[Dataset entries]
────────────────────────────────────────

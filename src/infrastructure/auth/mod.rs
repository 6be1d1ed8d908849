//! Authentication infrastructure module
//!
//! Credential resolution, JWT bearer tokens and role lookups.

mod authenticator;
mod jwt;
mod role_store;

pub use authenticator::{AuthFailure, CredentialAuthenticator, TierDefaults, API_KEY_HEADER};
pub use jwt::{JwtClaims, JwtConfig, JwtService};
pub use role_store::{InMemoryRoleStore, PostgresRoleStore};
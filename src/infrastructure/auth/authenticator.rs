//! Credential resolution for inbound requests
//!
//! Precedence is strict: an `X-Api-Key` header wins over `Authorization`,
//! and a credential that is present but invalid is terminal. Requests
//! without any credential are anonymous.

use std::sync::Arc;

use axum::http::{header, HeaderMap};
use tracing::{debug, warn};

use crate::domain::api_key::{ApiKey, ApiKeyTier};
use crate::domain::auth::{
    AuthContext, PermissionSet, Role, RoleStore, TokenError, TokenValidator, UserPrincipal,
};
use crate::domain::DomainError;
use crate::infrastructure::api_key::ApiKeyService;
use crate::infrastructure::observability::record_auth_attempt;

pub const API_KEY_HEADER: &str = "x-api-key";

/// Why a request could not be authenticated
#[derive(Debug, thiserror::Error)]
pub enum AuthFailure {
    #[error("Invalid or expired API key")]
    InvalidApiKey,

    #[error("Invalid or expired bearer token")]
    InvalidToken,

    /// A collaborator failed; the request is rejected rather than downgraded
    #[error(transparent)]
    Internal(#[from] DomainError),
}

/// Tiers applied to identities that do not carry their own
#[derive(Debug, Clone, Copy)]
pub struct TierDefaults {
    pub anonymous: ApiKeyTier,
    pub user: ApiKeyTier,
}

impl Default for TierDefaults {
    fn default() -> Self {
        Self {
            anonymous: ApiKeyTier::Free,
            user: ApiKeyTier::Basic,
        }
    }
}

/// Resolves request credentials to an [`AuthContext`]
pub struct CredentialAuthenticator {
    api_keys: Arc<ApiKeyService>,
    tokens: Arc<dyn TokenValidator>,
    roles: Arc<dyn RoleStore>,
    tiers: TierDefaults,
}

impl std::fmt::Debug for CredentialAuthenticator {
    fn fmt(&self, f: &mut std::fmt::Formatter<'_>) -> std::fmt::Result {
        f.debug_struct("CredentialAuthenticator")
            .field("tiers", &self.tiers)
            .finish_non_exhaustive()
    }
}

impl CredentialAuthenticator {
    pub fn new(
        api_keys: Arc<ApiKeyService>,
        tokens: Arc<dyn TokenValidator>,
        roles: Arc<dyn RoleStore>,
    ) -> Self {
        Self {
            api_keys,
            tokens,
            roles,
            tiers: TierDefaults::default(),
        }
    }

    pub fn with_tiers(mut self, tiers: TierDefaults) -> Self {
        self.tiers = tiers;
        self
    }

    /// Resolve the identity behind a request's headers
    pub async fn authenticate(
        &self,
        headers: &HeaderMap,
        ip_address: &str,
    ) -> Result<AuthContext, AuthFailure> {
        if let Some(value) = headers.get(API_KEY_HEADER) {
            let result = match value.to_str() {
                Ok(secret) => self.authenticate_api_key(secret.trim(), ip_address).await,
                Err(_) => Err(AuthFailure::InvalidApiKey),
            };
            record_auth_attempt("api_key", outcome(&result));
            return result;
        }

        if let Some(value) = headers.get(header::AUTHORIZATION) {
            let result = match value.to_str().ok().and_then(bearer_token) {
                Some(token) => self.authenticate_bearer(token, ip_address).await,
                None => Err(AuthFailure::InvalidToken),
            };
            record_auth_attempt("bearer", outcome(&result));
            return result;
        }

        record_auth_attempt("anonymous", "success");
        Ok(AuthContext::anonymous(ip_address, self.tiers.anonymous))
    }

    async fn authenticate_api_key(
        &self,
        secret: &str,
        ip_address: &str,
    ) -> Result<AuthContext, AuthFailure> {
        let key = self
            .api_keys
            .verify_key(secret)
            .await?
            .ok_or(AuthFailure::InvalidApiKey)?;

        let permissions = self.key_permissions(&key).await?;

        debug!(key_id = %key.id(), key_prefix = key.key_prefix(), "Authenticated API key");
        Ok(AuthContext::for_api_key(&key, permissions, ip_address))
    }

    async fn authenticate_bearer(
        &self,
        token: &str,
        ip_address: &str,
    ) -> Result<AuthContext, AuthFailure> {
        let principal = self.tokens.validate_token(token).await.map_err(|e| match e {
            TokenError::Invalid(reason) => {
                debug!(reason = %reason, "Rejected bearer token");
                AuthFailure::InvalidToken
            }
            TokenError::Unavailable(reason) => {
                warn!(reason = %reason, "Identity provider unavailable");
                AuthFailure::Internal(DomainError::unavailable("identity provider", reason))
            }
        })?;

        let role = self.role_of(&principal.principal_id).await?;

        debug!(user_id = %principal.principal_id, role = %role, "Authenticated bearer token");
        Ok(AuthContext::for_user(
            UserPrincipal {
                user_id: principal.principal_id,
                email: principal.email,
                role,
            },
            self.tiers.user,
            ip_address,
        ))
    }

    /// A key's explicit permissions, or its owner's role permissions when it has none
    async fn key_permissions(&self, key: &ApiKey) -> Result<PermissionSet, DomainError> {
        if !key.permissions().is_empty() {
            return Ok(key.permissions().clone());
        }

        Ok(self.role_of(key.owner_id().as_str()).await?.permissions())
    }

    async fn role_of(&self, principal_id: &str) -> Result<Role, DomainError> {
        Ok(self.roles.get_role(principal_id).await?.unwrap_or_default())
    }
}

fn bearer_token(value: &str) -> Option<&str> {
    let (scheme, token) = value.trim().split_once(' ')?;
    let token = token.trim();

    (scheme.eq_ignore_ascii_case("bearer") && !token.is_empty()).then_some(token)
}

fn outcome(result: &Result<AuthContext, AuthFailure>) -> &'static str {
    match result {
        Ok(_) => "success",
        Err(AuthFailure::Internal(_)) => "error",
        Err(_) => "rejected",
    }
}
//! Request/response logging with credential redaction

use std::time::Instant;

use axum::{
    body::Body,
    http::{HeaderMap, Request},
    middleware::Next,
    response::Response,
};
use tracing::info;

use super::route_path;

/// Headers whose values never reach the logs
const REDACTED_HEADERS: &[&str] = &[
    "authorization",
    "proxy-authorization",
    "x-api-key",
    "cookie",
    "set-cookie",
    "x-auth-token",
];

/// Headers worth including in the request line
const LOGGED_HEADERS: &[&str] = &[
    "content-type",
    "content-length",
    "accept",
    "user-agent",
    "x-request-id",
    "x-forwarded-for",
    "x-real-ip",
    "authorization",
    "x-api-key",
];

/// Logs each request and its outcome
///
/// Span creation is left to `TraceLayer`; this only emits events.
pub async fn logging_middleware(request: Request<Body>, next: Next) -> Response {
    let start = Instant::now();
    let method = request.method().clone();
    let path = route_path(&request);
    let request_id = request
        .headers()
        .get("x-request-id")
        .and_then(|v| v.to_str().ok())
        .map(str::to_string)
        .unwrap_or_else(|| uuid::Uuid::new_v4().to_string());

    info!(
        method = %method,
        path = %path,
        request_id = %request_id,
        headers = %redact_headers(request.headers()),
        "Incoming request"
    );

    let response = next.run(request).await;

    info!(
        method = %method,
        path = %path,
        status = response.status().as_u16(),
        duration_ms = start.elapsed().as_millis() as u64,
        request_id = %request_id,
        "Request completed"
    );

    response
}

/// Render the loggable headers with credentials masked
pub fn redact_headers(headers: &HeaderMap) -> String {
    headers
        .iter()
        .filter(|(name, _)| LOGGED_HEADERS.contains(&name.as_str()))
        .map(|(name, value)| {
            let shown = if is_sensitive_header(name.as_str()) {
                "[REDACTED]"
            } else {
                value.to_str().unwrap_or("[invalid]")
            };
            format!("{}={}", name, shown)
        })
        .collect::<Vec<_>>()
        .join(", ")
}

fn is_sensitive_header(name: &str) -> bool {
    REDACTED_HEADERS.contains(&name)
}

────────────────────────────────────────

What the task asks:
Examine the records above and give the number of lines in which the string "InvalidApiKey" appears, with no other words.

Your solution:
3